_PROBLEM DESCRIPTION_
Each line below that contains "from" should be counted. Give only the total.

[Opening SOURCE RECORDS section]

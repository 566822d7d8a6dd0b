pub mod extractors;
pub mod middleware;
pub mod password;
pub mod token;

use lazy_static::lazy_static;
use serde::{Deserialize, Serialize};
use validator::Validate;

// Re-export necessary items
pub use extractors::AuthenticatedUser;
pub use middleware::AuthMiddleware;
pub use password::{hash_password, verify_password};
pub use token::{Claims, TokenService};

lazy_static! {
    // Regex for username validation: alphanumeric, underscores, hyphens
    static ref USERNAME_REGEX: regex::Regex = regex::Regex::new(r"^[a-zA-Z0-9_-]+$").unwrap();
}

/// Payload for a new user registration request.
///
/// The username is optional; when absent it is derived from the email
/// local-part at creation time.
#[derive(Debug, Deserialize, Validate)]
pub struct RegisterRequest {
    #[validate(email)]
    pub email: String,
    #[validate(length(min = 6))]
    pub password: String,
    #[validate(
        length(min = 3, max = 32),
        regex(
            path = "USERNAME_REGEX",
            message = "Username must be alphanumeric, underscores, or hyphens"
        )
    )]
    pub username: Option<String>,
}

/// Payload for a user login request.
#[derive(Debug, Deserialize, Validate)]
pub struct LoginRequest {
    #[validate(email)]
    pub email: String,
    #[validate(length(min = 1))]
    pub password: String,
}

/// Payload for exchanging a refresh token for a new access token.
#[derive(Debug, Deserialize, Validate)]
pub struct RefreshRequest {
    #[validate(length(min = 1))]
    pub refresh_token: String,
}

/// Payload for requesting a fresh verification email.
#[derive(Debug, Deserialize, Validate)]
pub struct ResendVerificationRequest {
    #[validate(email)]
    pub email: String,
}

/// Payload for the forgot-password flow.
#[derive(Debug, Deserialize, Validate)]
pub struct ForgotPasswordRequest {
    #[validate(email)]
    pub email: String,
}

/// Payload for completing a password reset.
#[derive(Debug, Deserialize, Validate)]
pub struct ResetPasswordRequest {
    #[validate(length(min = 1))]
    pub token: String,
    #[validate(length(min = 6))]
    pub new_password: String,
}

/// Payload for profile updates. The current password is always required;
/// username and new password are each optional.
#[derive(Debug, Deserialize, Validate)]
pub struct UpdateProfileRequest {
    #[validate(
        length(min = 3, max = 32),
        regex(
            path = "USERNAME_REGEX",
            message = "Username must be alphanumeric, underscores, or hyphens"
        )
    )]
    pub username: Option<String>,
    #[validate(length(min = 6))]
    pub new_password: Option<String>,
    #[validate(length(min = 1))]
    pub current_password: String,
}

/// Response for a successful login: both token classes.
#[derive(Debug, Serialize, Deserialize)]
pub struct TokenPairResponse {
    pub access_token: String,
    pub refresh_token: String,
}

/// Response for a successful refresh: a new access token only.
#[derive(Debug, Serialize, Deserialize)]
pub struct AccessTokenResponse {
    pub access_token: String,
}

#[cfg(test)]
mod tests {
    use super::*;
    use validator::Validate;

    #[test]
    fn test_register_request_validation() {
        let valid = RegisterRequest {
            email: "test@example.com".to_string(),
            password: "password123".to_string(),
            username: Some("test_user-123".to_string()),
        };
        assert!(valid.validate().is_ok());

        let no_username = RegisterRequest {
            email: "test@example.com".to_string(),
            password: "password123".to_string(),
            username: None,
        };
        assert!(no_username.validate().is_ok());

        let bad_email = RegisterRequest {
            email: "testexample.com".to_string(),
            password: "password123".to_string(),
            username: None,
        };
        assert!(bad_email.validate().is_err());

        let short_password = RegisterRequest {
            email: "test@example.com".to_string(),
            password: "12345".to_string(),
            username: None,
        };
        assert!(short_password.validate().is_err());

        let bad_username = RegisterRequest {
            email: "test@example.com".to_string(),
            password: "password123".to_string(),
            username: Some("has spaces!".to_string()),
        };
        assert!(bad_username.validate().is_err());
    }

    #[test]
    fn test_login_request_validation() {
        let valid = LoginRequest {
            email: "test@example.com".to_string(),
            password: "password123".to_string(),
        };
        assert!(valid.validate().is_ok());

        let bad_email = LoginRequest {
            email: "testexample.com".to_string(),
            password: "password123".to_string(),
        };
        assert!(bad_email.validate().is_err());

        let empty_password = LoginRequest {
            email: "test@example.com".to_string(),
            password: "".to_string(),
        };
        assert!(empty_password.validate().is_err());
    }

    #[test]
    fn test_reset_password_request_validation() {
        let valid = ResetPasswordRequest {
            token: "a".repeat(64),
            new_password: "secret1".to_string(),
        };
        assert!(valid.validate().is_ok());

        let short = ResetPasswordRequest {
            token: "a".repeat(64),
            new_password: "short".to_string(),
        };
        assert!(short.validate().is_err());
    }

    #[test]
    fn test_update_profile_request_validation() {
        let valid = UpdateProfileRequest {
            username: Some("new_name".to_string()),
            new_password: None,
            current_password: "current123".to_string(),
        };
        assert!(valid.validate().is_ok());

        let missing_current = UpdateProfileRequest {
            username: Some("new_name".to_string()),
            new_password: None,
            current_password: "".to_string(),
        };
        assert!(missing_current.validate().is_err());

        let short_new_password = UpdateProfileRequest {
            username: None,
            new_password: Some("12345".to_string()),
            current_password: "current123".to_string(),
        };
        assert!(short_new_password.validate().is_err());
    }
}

[Closing SOURCE RECORDS section]
[Opening SOURCE RECORDS section]

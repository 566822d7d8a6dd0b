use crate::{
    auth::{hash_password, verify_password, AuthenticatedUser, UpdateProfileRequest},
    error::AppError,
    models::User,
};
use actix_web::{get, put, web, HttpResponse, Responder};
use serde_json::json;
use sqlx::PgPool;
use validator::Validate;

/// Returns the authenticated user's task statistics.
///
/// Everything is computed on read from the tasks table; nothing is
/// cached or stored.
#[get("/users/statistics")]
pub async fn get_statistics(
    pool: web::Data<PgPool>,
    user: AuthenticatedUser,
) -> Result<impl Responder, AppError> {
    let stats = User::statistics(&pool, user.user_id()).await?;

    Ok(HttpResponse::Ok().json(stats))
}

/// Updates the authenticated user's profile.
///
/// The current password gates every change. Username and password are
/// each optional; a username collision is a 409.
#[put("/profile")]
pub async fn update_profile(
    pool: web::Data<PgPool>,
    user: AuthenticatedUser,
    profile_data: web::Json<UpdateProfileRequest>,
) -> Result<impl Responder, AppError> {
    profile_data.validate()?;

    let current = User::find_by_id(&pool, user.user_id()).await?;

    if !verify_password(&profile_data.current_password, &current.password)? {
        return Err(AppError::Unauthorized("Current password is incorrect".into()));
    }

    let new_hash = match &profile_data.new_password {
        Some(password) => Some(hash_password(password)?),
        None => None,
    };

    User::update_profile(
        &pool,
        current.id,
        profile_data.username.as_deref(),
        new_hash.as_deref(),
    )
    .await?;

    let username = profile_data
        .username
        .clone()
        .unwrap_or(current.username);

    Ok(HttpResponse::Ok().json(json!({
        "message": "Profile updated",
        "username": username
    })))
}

[Closing SOURCE RECORDS section]

_EXPECTED ANSWER_
2